- Directed by: Mary McGuckian
- Written by: Mary McGuckian
- Produced by: Michael Garland
- Starring: Samantha Morton Ross McDade Gabriel Byrne Richard Harris
- Cinematography: Des Whelan
- Music by: Mike Scott Brian Kennedy
- Distributed by: Alliance Releasing
- Release date: 1997;
- Running time: 104 minutes
- Countries: United Kingdom Ireland
- Language: English

= This Is the Sea (film) =

This Is the Sea is a 1997 British-Irish film directed and written by Mary McGuckian and produced by Michael Garland. It is a romance film, focusing on the relationship between the character Hazel Stokes, played by Samantha Morton, and Malachy McAliskey, played by Ross McDade.

==Plot==
The two lovers live in Northern Ireland. Stokes is a Protestant, and McAliskey is Catholic. Their relationship is complicated by the spying of Stokes' brother Jef, played by Marc O'Shea, and by the attempts of Rohan, played by Gabriel Byrne, to recruit McAliskey into the Republican movement. The film also stars Richard Harris as Old Man Jacobs, an ally to the couple.

==Title==
The film's title comes from the song "This Is the Sea" from the 1985 music album This Is the Sea by the folk-rock band The Waterboys.
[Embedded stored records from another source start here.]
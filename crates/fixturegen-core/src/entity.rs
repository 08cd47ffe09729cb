//! Entities, entity counts and entity sets.
//!
//! An [`Entity`] has no identity beyond its index. The number of entities taking
//! part in a schedule is an [`EntityCount`], which can only be constructed for
//! the sizes the search supports: even counts between [`EntityCount::MIN`] and
//! [`EntityCount::MAX`].
//!
//! # Examples
//!
//! ```
//! use fixturegen_core::{Entity, EntityCount, EntityCountError, EntitySet};
//!
//! assert!(EntityCount::new(8).is_ok());
//! assert_eq!(EntityCount::new(3), Err(EntityCountError::Odd { count: 3 }));
//!
//! let mut homes = EntitySet::new();
//! homes.insert(Entity::new(0));
//! homes.insert(Entity::new(5));
//! assert!(homes.contains(Entity::new(5)));
//! assert_eq!(homes.len(), 2);
//! ```

use std::{
    fmt::{self, Display},
    iter::FusedIterator,
    ops::{BitOr, BitOrAssign},
};

use serde::{Deserialize, Serialize};

/// A competing entity, identified by its zero-based index.
///
/// Indices are limited to `0..EntityCount::MAX`. The [`Display`] output is the
/// one-based entity number, which is what schedules show to people.
///
/// # Examples
///
/// ```
/// use fixturegen_core::Entity;
///
/// let entity = Entity::new(2);
/// assert_eq!(entity.index(), 2);
/// assert_eq!(entity.to_string(), "3");
/// ```
#[derive(Debug, Clone, Copy, PartialEq, Eq, PartialOrd, Ord, Hash, Serialize)]
#[serde(transparent)]
pub struct Entity(u8);

impl Entity {
    /// Creates an entity from its zero-based index.
    ///
    /// # Panics
    ///
    /// Panics if `index` is not below [`EntityCount::MAX`].
    #[must_use]
    pub const fn new(index: u8) -> Self {
        assert!(
            (index as usize) < EntityCount::MAX,
            "Entity index out of range"
        );
        Self(index)
    }

    /// Returns the zero-based index.
    #[must_use]
    pub const fn index(self) -> u8 {
        self.0
    }

    /// Returns the one-based entity number used for display.
    #[must_use]
    pub const fn number(self) -> u8 {
        self.0 + 1
    }

    const fn bit(self) -> u32 {
        1 << self.0
    }
}

impl<'de> Deserialize<'de> for Entity {
    fn deserialize<D>(deserializer: D) -> Result<Self, D::Error>
    where
        D: serde::Deserializer<'de>,
    {
        let index = u8::deserialize(deserializer)?;
        if usize::from(index) >= EntityCount::MAX {
            return Err(serde::de::Error::custom(format_args!(
                "entity index {index} out of range"
            )));
        }
        Ok(Self(index))
    }
}

impl Display for Entity {
    fn fmt(&self, f: &mut fmt::Formatter<'_>) -> fmt::Result {
        write!(f, "{}", self.number())
    }
}

/// Reasons an entity count is rejected.
///
/// Each precondition of the search has its own variant, so callers can tell
/// them apart without parsing messages.
#[derive(Debug, Clone, Copy, PartialEq, Eq, derive_more::Display, derive_more::Error)]
pub enum EntityCountError {
    /// Fewer than [`EntityCount::MIN`] entities.
    #[display("entity count must be at least {}, got {count}", EntityCount::MIN)]
    TooFew {
        /// The rejected count.
        count: usize,
    },
    /// More than [`EntityCount::MAX`] entities.
    #[display("entity count must be at most {}, got {count}", EntityCount::MAX)]
    TooMany {
        /// The rejected count.
        count: usize,
    },
    /// An odd number of entities.
    #[display("entity count must be even, got {count}")]
    Odd {
        /// The rejected count.
        count: usize,
    },
}

/// A validated number of entities.
///
/// The count is even and lies in `MIN..=MAX`. All grid dimensions derive from
/// it: a double round-robin over `n` entities has `2 * (n - 1)` rounds of
/// `n / 2` courts each.
///
/// # Examples
///
/// ```
/// use fixturegen_core::EntityCount;
///
/// let count = EntityCount::new(4)?;
/// assert_eq!(count.get(), 4);
/// assert_eq!(count.rounds(), 6);
/// assert_eq!(count.half_rounds(), 3);
/// assert_eq!(count.courts(), 2);
/// assert_eq!(count.fixtures(), 12);
/// # Ok::<(), fixturegen_core::EntityCountError>(())
/// ```
#[derive(Debug, Clone, Copy, PartialEq, Eq, PartialOrd, Ord, Hash, Serialize)]
#[serde(transparent)]
pub struct EntityCount(u8);

impl EntityCount {
    /// Smallest supported entity count.
    pub const MIN: usize = 2;
    /// Largest supported entity count.
    pub const MAX: usize = 32;

    /// Validates an entity count.
    ///
    /// # Errors
    ///
    /// Returns [`EntityCountError::TooFew`] if `count < MIN`,
    /// [`EntityCountError::TooMany`] if `count > MAX` and
    /// [`EntityCountError::Odd`] if `count` is odd, checked in that order.
    pub fn new(count: usize) -> Result<Self, EntityCountError> {
        if count < Self::MIN {
            return Err(EntityCountError::TooFew { count });
        }
        if count > Self::MAX {
            return Err(EntityCountError::TooMany { count });
        }
        if count % 2 != 0 {
            return Err(EntityCountError::Odd { count });
        }
        #[expect(clippy::cast_possible_truncation)]
        let count = count as u8;
        Ok(Self(count))
    }

    /// Returns the number of entities.
    #[must_use]
    pub const fn get(self) -> u8 {
        self.0
    }

    /// Returns the number of rounds in one season half (`n - 1`).
    #[must_use]
    pub const fn half_rounds(self) -> usize {
        self.0 as usize - 1
    }

    /// Returns the number of rounds in the whole schedule (`2 * (n - 1)`).
    #[must_use]
    pub const fn rounds(self) -> usize {
        self.half_rounds() * 2
    }

    /// Returns the number of fixtures played concurrently in a round (`n / 2`).
    #[must_use]
    pub const fn courts(self) -> usize {
        self.0 as usize / 2
    }

    /// Returns the number of ordered pairs of distinct entities (`n * (n - 1)`).
    #[must_use]
    pub const fn fixtures(self) -> usize {
        self.0 as usize * self.half_rounds()
    }

    /// Returns an iterator over all entities in index order.
    pub fn entities(self) -> impl DoubleEndedIterator<Item = Entity> + ExactSizeIterator {
        (0..self.0).map(Entity::new)
    }

    /// Returns the set of all entities.
    #[must_use]
    pub fn all(self) -> EntitySet {
        self.entities().collect()
    }
}

impl TryFrom<usize> for EntityCount {
    type Error = EntityCountError;

    fn try_from(count: usize) -> Result<Self, Self::Error> {
        Self::new(count)
    }
}

impl<'de> Deserialize<'de> for EntityCount {
    fn deserialize<D>(deserializer: D) -> Result<Self, D::Error>
    where
        D: serde::Deserializer<'de>,
    {
        let count = usize::deserialize(deserializer)?;
        Self::new(count).map_err(serde::de::Error::custom)
    }
}

impl Display for EntityCount {
    fn fmt(&self, f: &mut fmt::Formatter<'_>) -> fmt::Result {
        write!(f, "{}", self.0)
    }
}

/// A set of entities, represented as a 32-bit bitset.
///
/// Bit `i` is set when the entity with index `i` is a member, so every set
/// operation is a single integer operation.
///
/// # Examples
///
/// ```
/// use fixturegen_core::{Entity, EntitySet};
///
/// let a: EntitySet = [0, 1, 2].into_iter().map(Entity::new).collect();
/// let b: EntitySet = [2, 3].into_iter().map(Entity::new).collect();
///
/// assert_eq!((a | b).len(), 4);
/// assert!(a.intersects(b));
/// assert_eq!(a.iter().map(Entity::index).collect::<Vec<_>>(), vec![0, 1, 2]);
/// ```
#[derive(Debug, Default, Clone, Copy, PartialEq, Eq, Hash)]
pub struct EntitySet {
    bits: u32,
}

impl EntitySet {
    /// The empty set.
    pub const EMPTY: Self = Self { bits: 0 };

    /// Creates an empty set.
    #[must_use]
    pub const fn new() -> Self {
        Self::EMPTY
    }

    /// Adds an entity. Returns `true` if it was not already present.
    pub fn insert(&mut self, entity: Entity) -> bool {
        let added = !self.contains(entity);
        self.bits |= entity.bit();
        added
    }

    /// Removes an entity. Returns `true` if it was present.
    pub fn remove(&mut self, entity: Entity) -> bool {
        let present = self.contains(entity);
        self.bits &= !entity.bit();
        present
    }

    /// Returns `true` if the entity is a member.
    #[must_use]
    pub const fn contains(self, entity: Entity) -> bool {
        self.bits & entity.bit() != 0
    }

    /// Returns the number of members.
    #[must_use]
    pub const fn len(self) -> usize {
        self.bits.count_ones() as usize
    }

    /// Returns `true` if the set has no members.
    #[must_use]
    pub const fn is_empty(self) -> bool {
        self.bits == 0
    }

    /// Returns `true` if the two sets share a member.
    #[must_use]
    pub const fn intersects(self, other: Self) -> bool {
        self.bits & other.bits != 0
    }

    /// Returns an iterator over the members in index order.
    #[must_use]
    pub fn iter(self) -> EntitySetIter {
        EntitySetIter { bits: self.bits }
    }
}

impl BitOr for EntitySet {
    type Output = Self;

    fn bitor(self, rhs: Self) -> Self::Output {
        Self {
            bits: self.bits | rhs.bits,
        }
    }
}

impl BitOrAssign for EntitySet {
    fn bitor_assign(&mut self, rhs: Self) {
        self.bits |= rhs.bits;
    }
}

impl FromIterator<Entity> for EntitySet {
    fn from_iter<T: IntoIterator<Item = Entity>>(iter: T) -> Self {
        let mut set = Self::new();
        for entity in iter {
            set.insert(entity);
        }
        set
    }
}

impl IntoIterator for EntitySet {
    type Item = Entity;
    type IntoIter = EntitySetIter;

    fn into_iter(self) -> Self::IntoIter {
        self.iter()
    }
}

/// Iterator over the members of an [`EntitySet`].
#[derive(Debug, Clone)]
pub struct EntitySetIter {
    bits: u32,
}

impl Iterator for EntitySetIter {
    type Item = Entity;

    fn next(&mut self) -> Option<Self::Item> {
        if self.bits == 0 {
            return None;
        }
        #[expect(clippy::cast_possible_truncation)]
        let index = self.bits.trailing_zeros() as u8;
        self.bits &= self.bits - 1;
        Some(Entity::new(index))
    }

    fn size_hint(&self) -> (usize, Option<usize>) {
        let len = self.bits.count_ones() as usize;
        (len, Some(len))
    }
}

impl ExactSizeIterator for EntitySetIter {}
impl FusedIterator for EntitySetIter {}

#[cfg(test)]
mod tests {
    use proptest::prelude::*;

    use super::*;

    #[test]
    fn test_entity_count_bounds() {
        assert_eq!(
            EntityCount::new(0),
            Err(EntityCountError::TooFew { count: 0 })
        );
        assert_eq!(
            EntityCount::new(1),
            Err(EntityCountError::TooFew { count: 1 })
        );
        assert_eq!(
            EntityCount::new(33),
            Err(EntityCountError::TooMany { count: 33 })
        );
        assert_eq!(
            EntityCount::new(34),
            Err(EntityCountError::TooMany { count: 34 })
        );
        assert_eq!(EntityCount::new(3), Err(EntityCountError::Odd { count: 3 }));
        assert_eq!(EntityCount::new(2).unwrap().get(), 2);
        assert_eq!(EntityCount::new(32).unwrap().get(), 32);
    }

    #[test]
    fn test_entity_count_errors_are_distinct() {
        let errors = [
            EntityCount::new(1).unwrap_err(),
            EntityCount::new(33).unwrap_err(),
            EntityCount::new(3).unwrap_err(),
        ];
        assert_ne!(errors[0], errors[1]);
        assert_ne!(errors[1], errors[2]);
        assert_ne!(errors[0], errors[2]);
        assert_eq!(errors[0].to_string(), "entity count must be at least 2, got 1");
        assert_eq!(errors[1].to_string(), "entity count must be at most 32, got 33");
        assert_eq!(errors[2].to_string(), "entity count must be even, got 3");
    }

    #[test]
    fn test_entity_count_dimensions() {
        let count = EntityCount::new(2).unwrap();
        assert_eq!(count.rounds(), 2);
        assert_eq!(count.half_rounds(), 1);
        assert_eq!(count.courts(), 1);
        assert_eq!(count.fixtures(), 2);

        let count = EntityCount::new(32).unwrap();
        assert_eq!(count.rounds(), 62);
        assert_eq!(count.courts(), 16);
        assert_eq!(count.fixtures(), 32 * 31);
        assert_eq!(count.all().len(), 32);
    }

    #[test]
    fn test_entity_count_deserialize_validates() {
        let count: EntityCount = serde_json::from_str("6").unwrap();
        assert_eq!(count.get(), 6);
        assert!(serde_json::from_str::<EntityCount>("7").is_err());
    }

    #[test]
    fn test_entity_deserialize_validates() {
        let entity: Entity = serde_json::from_str("31").unwrap();
        assert_eq!(entity.index(), 31);
        assert!(serde_json::from_str::<Entity>("32").is_err());
    }

    #[test]
    fn test_entity_display_is_one_based() {
        assert_eq!(Entity::new(0).to_string(), "1");
        assert_eq!(Entity::new(31).to_string(), "32");
    }

    #[test]
    #[should_panic(expected = "Entity index out of range")]
    fn test_entity_out_of_range_panics() {
        let _ = Entity::new(32);
    }

    #[test]
    fn test_entity_set_operations() {
        let mut set = EntitySet::new();
        assert!(set.is_empty());
        assert!(set.insert(Entity::new(3)));
        assert!(!set.insert(Entity::new(3)));
        assert!(set.insert(Entity::new(31)));
        assert_eq!(set.len(), 2);
        assert!(set.remove(Entity::new(3)));
        assert!(!set.remove(Entity::new(3)));
        assert_eq!(set.iter().collect::<Vec<_>>(), vec![Entity::new(31)]);
    }

    proptest! {
        #[test]
        fn prop_entity_set_matches_members(indices in proptest::collection::vec(0u8..32, 0..40)) {
            let set: EntitySet = indices.iter().copied().map(Entity::new).collect();
            let mut expected = indices.clone();
            expected.sort_unstable();
            expected.dedup();
            prop_assert_eq!(set.len(), expected.len());
            prop_assert_eq!(set.iter().map(Entity::index).collect::<Vec<_>>(), expected);
        }

        #[test]
        fn prop_entity_count_accepts_exactly_even_in_range(count in 0usize..64) {
            let valid = (2..=32).contains(&count) && count % 2 == 0;
            prop_assert_eq!(EntityCount::new(count).is_ok(), valid);
        }
    }
}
The film's soundtrack uses seven different Waterboys songs. Mike Scott, The Waterboys' lead singer, shares music credits for the film with singer Brian Kennedy.
==Release==
The film was released by Alliance Releasing in the United Kingdom on 13 February 1998 where it grossed £14,746. In the United States and Canada it grossed $5,000.